Terraform is developed by HashiCorp and supports almost every major cloud provider — AWS, Azure, GCP, DigitalOcean, Kubernetes, and hundreds more through providers.
| Feature | Terraform | CloudFormation | Pulumi |
|---|---|---|---|
| Multi-cloud | Yes | AWS only | Yes |
| Language | HCL | JSON/YAML | TypeScript/Python/Go |
| State Management | Built-in | Managed by AWS | Built-in |
| Learning Curve | Low | Medium | Medium |
| Community | Very large | Large | Growing |
Getting Started
Install Terraform
# macOS
brew install terraform
# Ubuntu/Debian
wget -O- https://apt.releases.hashicorp.com/gpg | sudo gpg --dearmor -o /usr/share/keyrings/hashicorp-archive-keyring.gpg
echo "deb [signed-by=/usr/share/keyrings/hashicorp-archive-keyring.gpg] https://apt.releases.hashicorp.com $(lsb_release -cs) main" | sudo tee /etc/apt/sources.list.d/hashicorp.list
sudo apt update && sudo apt install terraform
# Verify installation
terraform -versionProject Structure
terraform-project/
├── main.tf # Main resource definitions
├── variables.tf # Input variable declarations
├── outputs.tf # Output value declarations
├── providers.tf # Provider configurations
├── terraform.tfvars # Variable values (don't commit secrets!)
├── versions.tf # Terraform and provider version constraints
└── modules/
├── vpc/
├── ec2/
└── rds/Your First Terraform Configuration
# versions.tf
terraform {
required_version = ">= 1.6.0"
required_providers {
aws = {
source = "hashicorp/aws"
version = "~> 5.0"
}
}
}# providers.tf
provider "aws" {
region = var.aws_region
default_tags {
tags = {
Environment = var.environment
Project = var.project_name
ManagedBy = "Terraform"
}
}
}# variables.tf
variable "aws_region" {
description = "AWS region for resources"
type = string
default = "us-east-1"
}
variable "environment" {
description = "Environment name (dev, staging, prod)"
type = string
validation {
condition = contains(["dev", "staging", "prod"], var.environment)

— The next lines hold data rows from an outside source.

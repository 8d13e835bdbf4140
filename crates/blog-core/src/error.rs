//! Domain-level error types.

use thiserror::Error;
use uuid::Uuid;

/// Domain errors - business logic failures.
#[derive(Debug, Error)]
pub enum DomainError {
    #[error("Entity not found: {entity_type} with id {id}")]
    NotFound { entity_type: &'static str, id: Uuid },

    #[error("Validation failed: {0}")]
    Validation(String),

    #[error("Duplicate entity: {0}")]
    Duplicate(String),

    /// The actor is authenticated but the policy denied the action.
    /// The message is safe to show to the client.
    #[error("Forbidden: {0}")]
    Forbidden(String),

    #[error("Internal error: {0}")]
    Internal(String),
}

impl DomainError {
    pub fn not_found(entity_type: &'static str, id: Uuid) -> Self {
        Self::NotFound { entity_type, id }
    }
}

/// Repository-level errors.
#[derive(Debug, Error)]
pub enum RepoError {
    #[error("Database connection failed: {0}")]
    Connection(String),

    #[error("Query execution failed: {0}")]
    Query(String),

    #[error("Entity not found")]
    NotFound,

    #[error("Constraint violation: {0}")]
    Constraint(String),
}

error_message = "Environment must be dev, staging, or prod."
}
}
variable "project_name" {
description = "Project name for tagging"
type = string
}
variable "instance_type" {
description = "EC2 instance type"
type = string
default = "t3.micro"
}
variable "vpc_cidr" {
description = "CIDR block for VPC"
type = string
default = "10.0.0.0/16"
}# main.tf
# VPC
resource "aws_vpc" "main" {
cidr_block = var.vpc_cidr
enable_dns_hostnames = true
enable_dns_support = true
tags = {
Name = "${var.project_name}-vpc"
}
}
# Public Subnets
resource "aws_subnet" "public" {
count = 2
vpc_id = aws_vpc.main.id
cidr_block = cidrsubnet(var.vpc_cidr, 8, count.index)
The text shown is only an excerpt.